Work item:
Take the data below and copy exactly the lines starting at the one with "self.bounded(self.store.count(predicate)).await" and finishing at the one with "search_history(store: &StoreGuard, params: &HistoryParams)", both included.

== Input material ==

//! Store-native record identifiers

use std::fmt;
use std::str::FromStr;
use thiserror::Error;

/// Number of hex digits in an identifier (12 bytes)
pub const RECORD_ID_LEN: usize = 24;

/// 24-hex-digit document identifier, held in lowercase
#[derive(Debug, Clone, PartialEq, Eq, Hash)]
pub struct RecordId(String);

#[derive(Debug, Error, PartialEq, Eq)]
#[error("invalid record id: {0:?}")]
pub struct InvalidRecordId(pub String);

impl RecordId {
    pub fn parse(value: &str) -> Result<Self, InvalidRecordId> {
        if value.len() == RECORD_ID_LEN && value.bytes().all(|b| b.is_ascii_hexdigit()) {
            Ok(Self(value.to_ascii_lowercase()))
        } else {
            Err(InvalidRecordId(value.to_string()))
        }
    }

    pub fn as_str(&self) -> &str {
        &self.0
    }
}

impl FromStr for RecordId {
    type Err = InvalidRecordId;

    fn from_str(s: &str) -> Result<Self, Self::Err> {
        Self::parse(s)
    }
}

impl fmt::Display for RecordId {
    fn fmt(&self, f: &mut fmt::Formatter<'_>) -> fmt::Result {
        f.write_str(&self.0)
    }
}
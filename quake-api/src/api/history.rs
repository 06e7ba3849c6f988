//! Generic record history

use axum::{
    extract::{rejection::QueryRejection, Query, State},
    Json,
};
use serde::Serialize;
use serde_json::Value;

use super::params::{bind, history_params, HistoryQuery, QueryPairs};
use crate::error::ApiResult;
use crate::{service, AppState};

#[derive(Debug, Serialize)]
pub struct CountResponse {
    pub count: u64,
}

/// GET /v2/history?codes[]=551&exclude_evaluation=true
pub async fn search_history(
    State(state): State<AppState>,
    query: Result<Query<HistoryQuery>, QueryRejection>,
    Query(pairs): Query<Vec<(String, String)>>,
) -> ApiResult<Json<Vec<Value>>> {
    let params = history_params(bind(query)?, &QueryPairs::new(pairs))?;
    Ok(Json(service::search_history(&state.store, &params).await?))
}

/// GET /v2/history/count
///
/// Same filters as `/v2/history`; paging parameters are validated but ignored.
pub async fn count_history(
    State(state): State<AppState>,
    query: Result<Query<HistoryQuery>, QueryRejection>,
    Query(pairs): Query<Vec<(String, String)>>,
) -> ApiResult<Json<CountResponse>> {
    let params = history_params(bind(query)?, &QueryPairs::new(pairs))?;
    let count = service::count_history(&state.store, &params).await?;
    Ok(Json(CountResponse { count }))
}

===
== Input material ==

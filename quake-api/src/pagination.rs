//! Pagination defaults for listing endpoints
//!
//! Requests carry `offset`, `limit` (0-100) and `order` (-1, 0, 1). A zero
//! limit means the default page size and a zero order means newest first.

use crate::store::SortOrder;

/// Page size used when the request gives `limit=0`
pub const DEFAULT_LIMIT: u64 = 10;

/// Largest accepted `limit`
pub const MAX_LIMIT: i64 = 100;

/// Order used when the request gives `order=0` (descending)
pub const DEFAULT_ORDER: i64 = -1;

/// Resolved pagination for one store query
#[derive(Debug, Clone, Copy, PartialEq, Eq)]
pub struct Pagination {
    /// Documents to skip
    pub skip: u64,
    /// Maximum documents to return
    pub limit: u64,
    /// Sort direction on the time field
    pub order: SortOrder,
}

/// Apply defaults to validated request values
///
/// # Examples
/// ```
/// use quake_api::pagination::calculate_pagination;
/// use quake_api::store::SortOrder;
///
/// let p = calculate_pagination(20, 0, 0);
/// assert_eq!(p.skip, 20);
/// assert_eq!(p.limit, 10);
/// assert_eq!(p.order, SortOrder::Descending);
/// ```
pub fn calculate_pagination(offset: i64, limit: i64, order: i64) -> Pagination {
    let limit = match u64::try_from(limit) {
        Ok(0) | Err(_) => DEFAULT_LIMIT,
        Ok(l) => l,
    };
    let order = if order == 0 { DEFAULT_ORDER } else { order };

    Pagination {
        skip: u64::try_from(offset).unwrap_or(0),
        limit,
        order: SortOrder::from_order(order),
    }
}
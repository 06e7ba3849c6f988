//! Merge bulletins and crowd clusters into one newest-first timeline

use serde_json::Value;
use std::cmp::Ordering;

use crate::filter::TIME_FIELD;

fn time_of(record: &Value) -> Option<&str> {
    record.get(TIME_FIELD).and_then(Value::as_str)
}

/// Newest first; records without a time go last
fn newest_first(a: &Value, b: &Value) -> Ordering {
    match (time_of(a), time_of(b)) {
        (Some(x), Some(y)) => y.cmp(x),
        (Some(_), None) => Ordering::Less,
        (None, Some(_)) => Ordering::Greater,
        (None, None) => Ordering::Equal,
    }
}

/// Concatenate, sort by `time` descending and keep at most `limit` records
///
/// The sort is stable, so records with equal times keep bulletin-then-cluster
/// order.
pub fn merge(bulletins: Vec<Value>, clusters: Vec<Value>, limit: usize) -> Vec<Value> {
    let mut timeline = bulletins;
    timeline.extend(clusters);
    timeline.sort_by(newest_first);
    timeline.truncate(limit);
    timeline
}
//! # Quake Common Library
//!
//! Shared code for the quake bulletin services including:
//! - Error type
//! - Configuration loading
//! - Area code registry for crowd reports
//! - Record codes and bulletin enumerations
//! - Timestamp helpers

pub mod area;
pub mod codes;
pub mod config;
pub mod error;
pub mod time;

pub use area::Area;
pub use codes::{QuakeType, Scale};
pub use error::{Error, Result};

===
== Input material ==

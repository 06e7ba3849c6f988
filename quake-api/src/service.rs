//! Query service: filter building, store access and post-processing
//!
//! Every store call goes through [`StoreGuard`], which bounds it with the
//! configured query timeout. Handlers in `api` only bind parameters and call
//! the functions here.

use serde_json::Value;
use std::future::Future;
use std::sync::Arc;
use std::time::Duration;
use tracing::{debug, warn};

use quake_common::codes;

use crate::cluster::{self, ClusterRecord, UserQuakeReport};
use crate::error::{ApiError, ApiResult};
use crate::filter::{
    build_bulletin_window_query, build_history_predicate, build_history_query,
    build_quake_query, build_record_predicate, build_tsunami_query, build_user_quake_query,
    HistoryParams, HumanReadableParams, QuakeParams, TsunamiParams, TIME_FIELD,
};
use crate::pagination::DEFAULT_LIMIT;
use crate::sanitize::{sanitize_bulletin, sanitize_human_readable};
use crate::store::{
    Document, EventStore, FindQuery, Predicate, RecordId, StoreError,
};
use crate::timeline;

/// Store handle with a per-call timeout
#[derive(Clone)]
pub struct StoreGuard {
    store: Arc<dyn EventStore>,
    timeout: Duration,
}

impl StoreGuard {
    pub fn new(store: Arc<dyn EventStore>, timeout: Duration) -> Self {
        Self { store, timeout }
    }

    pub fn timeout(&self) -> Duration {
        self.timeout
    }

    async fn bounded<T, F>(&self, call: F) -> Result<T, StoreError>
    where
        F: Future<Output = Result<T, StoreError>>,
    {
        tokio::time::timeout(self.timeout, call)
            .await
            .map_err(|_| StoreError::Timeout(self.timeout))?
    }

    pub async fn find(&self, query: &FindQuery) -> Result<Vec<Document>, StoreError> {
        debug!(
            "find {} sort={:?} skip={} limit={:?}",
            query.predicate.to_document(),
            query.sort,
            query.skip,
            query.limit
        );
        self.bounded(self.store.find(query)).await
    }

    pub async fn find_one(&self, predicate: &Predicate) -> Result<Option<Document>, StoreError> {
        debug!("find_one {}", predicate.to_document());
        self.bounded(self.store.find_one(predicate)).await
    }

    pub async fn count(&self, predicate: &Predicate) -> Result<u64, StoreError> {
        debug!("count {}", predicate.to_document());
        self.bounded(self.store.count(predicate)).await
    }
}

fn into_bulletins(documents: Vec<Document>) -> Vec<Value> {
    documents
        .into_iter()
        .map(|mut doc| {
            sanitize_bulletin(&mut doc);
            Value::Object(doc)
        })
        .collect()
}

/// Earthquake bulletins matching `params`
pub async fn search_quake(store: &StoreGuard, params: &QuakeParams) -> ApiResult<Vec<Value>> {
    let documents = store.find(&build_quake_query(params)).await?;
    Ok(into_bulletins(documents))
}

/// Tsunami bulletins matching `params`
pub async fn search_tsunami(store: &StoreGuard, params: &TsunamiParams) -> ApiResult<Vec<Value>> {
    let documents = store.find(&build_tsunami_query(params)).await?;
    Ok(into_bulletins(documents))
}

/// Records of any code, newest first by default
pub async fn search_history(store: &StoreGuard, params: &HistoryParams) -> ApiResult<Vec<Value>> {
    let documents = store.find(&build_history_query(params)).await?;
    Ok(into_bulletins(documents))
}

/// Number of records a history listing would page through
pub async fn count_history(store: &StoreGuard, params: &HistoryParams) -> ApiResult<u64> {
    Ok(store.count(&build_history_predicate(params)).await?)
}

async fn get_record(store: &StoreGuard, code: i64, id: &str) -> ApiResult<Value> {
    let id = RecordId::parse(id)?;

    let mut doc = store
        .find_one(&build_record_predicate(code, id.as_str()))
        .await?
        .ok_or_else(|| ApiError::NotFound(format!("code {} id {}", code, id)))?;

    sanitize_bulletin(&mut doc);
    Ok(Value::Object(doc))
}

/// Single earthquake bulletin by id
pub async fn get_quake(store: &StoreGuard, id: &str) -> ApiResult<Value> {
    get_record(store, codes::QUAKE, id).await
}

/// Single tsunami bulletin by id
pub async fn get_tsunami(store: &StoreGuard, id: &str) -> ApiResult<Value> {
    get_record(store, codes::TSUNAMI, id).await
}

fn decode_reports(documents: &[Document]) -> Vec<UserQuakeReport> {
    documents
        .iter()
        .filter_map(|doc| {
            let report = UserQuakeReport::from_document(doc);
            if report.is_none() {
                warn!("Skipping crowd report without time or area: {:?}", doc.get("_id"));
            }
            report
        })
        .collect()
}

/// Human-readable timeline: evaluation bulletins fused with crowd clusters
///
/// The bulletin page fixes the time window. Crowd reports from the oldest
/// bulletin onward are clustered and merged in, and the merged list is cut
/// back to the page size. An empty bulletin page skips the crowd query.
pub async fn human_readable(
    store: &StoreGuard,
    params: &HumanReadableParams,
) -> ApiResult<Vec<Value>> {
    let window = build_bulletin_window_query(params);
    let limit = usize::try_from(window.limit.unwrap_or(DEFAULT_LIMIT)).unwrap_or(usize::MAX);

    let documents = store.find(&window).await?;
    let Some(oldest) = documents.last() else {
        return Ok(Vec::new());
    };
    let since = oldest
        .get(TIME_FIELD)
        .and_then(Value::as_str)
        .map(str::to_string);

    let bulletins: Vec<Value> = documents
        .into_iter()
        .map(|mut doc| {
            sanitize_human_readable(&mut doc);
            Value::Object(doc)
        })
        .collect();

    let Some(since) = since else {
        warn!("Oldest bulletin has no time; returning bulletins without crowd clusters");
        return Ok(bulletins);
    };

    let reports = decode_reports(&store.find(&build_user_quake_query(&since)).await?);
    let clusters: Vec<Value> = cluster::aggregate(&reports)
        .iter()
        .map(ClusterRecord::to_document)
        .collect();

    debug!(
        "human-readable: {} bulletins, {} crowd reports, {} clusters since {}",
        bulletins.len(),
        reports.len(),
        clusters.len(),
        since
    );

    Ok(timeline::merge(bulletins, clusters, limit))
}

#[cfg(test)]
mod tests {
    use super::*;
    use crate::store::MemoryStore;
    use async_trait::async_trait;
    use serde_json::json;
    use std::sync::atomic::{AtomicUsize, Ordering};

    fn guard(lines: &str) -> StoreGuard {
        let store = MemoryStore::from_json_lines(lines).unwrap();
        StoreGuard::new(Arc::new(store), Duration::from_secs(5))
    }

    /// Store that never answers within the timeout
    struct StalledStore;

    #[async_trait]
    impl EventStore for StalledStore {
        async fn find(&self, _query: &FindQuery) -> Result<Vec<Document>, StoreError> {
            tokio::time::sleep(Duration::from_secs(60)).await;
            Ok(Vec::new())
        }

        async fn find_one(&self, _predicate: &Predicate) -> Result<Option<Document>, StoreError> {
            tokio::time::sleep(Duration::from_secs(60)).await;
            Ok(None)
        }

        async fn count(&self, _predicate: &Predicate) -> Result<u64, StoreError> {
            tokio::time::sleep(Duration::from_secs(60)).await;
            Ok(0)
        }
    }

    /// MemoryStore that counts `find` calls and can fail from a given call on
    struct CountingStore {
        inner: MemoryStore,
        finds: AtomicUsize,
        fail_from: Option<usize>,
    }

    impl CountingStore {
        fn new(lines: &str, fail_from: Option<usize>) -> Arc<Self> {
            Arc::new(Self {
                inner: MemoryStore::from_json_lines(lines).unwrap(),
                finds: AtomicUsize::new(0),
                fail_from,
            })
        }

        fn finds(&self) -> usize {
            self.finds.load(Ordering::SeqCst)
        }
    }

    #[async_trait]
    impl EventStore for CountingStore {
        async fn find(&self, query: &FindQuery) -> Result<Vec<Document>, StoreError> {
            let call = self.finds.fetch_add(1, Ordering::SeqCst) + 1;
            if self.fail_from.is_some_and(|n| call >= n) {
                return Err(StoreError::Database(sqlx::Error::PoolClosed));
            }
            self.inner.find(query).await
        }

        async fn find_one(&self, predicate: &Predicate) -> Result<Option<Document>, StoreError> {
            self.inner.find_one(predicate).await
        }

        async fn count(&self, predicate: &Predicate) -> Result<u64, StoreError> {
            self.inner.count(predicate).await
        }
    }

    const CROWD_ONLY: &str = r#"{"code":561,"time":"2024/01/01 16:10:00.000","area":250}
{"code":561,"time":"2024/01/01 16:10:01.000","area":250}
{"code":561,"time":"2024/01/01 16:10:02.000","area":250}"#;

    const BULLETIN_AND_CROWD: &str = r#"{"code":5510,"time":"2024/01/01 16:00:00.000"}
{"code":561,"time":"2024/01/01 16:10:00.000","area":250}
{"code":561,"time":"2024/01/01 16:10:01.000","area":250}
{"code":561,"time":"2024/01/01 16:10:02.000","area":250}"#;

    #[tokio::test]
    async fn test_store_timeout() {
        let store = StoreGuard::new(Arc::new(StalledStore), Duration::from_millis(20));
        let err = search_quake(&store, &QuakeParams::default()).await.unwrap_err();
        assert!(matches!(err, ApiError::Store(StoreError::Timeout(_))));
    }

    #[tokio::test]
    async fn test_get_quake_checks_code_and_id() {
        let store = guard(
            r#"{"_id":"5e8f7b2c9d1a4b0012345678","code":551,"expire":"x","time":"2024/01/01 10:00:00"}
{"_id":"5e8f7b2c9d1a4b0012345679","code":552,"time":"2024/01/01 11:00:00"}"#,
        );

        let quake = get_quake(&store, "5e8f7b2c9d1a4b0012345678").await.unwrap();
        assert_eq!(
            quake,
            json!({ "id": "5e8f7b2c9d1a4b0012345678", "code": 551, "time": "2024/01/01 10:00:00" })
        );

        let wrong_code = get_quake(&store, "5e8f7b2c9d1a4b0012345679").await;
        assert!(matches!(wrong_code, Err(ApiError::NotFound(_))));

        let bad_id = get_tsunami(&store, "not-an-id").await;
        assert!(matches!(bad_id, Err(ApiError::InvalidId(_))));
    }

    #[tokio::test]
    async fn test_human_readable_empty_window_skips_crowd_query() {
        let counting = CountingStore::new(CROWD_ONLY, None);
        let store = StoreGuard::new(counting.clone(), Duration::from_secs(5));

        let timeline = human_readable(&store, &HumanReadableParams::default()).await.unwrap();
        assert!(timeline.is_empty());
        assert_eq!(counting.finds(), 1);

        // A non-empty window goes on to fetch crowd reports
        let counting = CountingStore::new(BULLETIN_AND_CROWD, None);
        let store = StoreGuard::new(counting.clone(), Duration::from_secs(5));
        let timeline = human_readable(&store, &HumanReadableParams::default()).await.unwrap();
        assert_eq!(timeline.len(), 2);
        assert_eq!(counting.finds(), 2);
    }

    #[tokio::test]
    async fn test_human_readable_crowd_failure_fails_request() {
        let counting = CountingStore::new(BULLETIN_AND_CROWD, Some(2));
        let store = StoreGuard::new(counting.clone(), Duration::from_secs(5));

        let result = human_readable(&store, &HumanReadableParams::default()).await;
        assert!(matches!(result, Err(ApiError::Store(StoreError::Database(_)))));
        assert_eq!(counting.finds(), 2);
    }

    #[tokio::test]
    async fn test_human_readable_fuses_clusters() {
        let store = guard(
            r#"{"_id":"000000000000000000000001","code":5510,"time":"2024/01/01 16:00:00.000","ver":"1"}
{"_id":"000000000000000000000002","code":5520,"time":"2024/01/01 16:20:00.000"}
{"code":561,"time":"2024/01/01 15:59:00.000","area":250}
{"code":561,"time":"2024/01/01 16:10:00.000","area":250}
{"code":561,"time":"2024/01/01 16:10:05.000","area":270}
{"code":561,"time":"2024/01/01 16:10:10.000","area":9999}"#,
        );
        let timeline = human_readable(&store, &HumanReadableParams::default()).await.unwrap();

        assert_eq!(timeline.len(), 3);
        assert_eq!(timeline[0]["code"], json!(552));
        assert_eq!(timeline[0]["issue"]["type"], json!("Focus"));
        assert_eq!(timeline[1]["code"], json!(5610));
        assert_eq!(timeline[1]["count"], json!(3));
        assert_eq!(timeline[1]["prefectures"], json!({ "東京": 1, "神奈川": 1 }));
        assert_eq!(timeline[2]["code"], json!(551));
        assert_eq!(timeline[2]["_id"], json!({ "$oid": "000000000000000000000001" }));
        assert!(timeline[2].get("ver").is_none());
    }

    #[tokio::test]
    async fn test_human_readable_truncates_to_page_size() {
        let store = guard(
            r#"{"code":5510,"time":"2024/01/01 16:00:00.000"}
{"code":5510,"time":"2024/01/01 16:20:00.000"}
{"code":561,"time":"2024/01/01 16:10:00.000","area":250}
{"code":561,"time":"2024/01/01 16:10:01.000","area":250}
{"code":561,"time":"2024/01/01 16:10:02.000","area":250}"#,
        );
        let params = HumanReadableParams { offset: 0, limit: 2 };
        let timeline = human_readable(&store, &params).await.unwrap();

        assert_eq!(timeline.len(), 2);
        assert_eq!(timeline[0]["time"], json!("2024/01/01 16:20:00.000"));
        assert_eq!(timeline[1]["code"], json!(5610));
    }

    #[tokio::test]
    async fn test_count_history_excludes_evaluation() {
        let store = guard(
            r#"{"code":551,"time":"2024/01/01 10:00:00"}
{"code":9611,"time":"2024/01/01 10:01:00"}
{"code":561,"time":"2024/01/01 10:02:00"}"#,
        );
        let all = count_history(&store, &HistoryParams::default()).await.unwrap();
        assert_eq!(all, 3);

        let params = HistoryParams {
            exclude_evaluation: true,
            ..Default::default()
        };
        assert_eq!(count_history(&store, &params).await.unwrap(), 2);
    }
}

===

Answer for the task:
        self.bounded(self.store.count(predicate)).await
    }
}

fn into_bulletins(documents: Vec<Document>) -> Vec<Value> {
    documents
        .into_iter()
        .map(|mut doc| {
            sanitize_bulletin(&mut doc);
            Value::Object(doc)
        })
        .collect()
}

/// Earthquake bulletins matching `params`
pub async fn search_quake(store: &StoreGuard, params: &QuakeParams) -> ApiResult<Vec<Value>> {
    let documents = store.find(&build_quake_query(params)).await?;
    Ok(into_bulletins(documents))
}

/// Tsunami bulletins matching `params`
pub async fn search_tsunami(store: &StoreGuard, params: &TsunamiParams) -> ApiResult<Vec<Value>> {
    let documents = store.find(&build_tsunami_query(params)).await?;
    Ok(into_bulletins(documents))
}

/// Records of any code, newest first by default
pub async fn search_history(store: &StoreGuard, params: &HistoryParams) -> ApiResult<Vec<Value>> {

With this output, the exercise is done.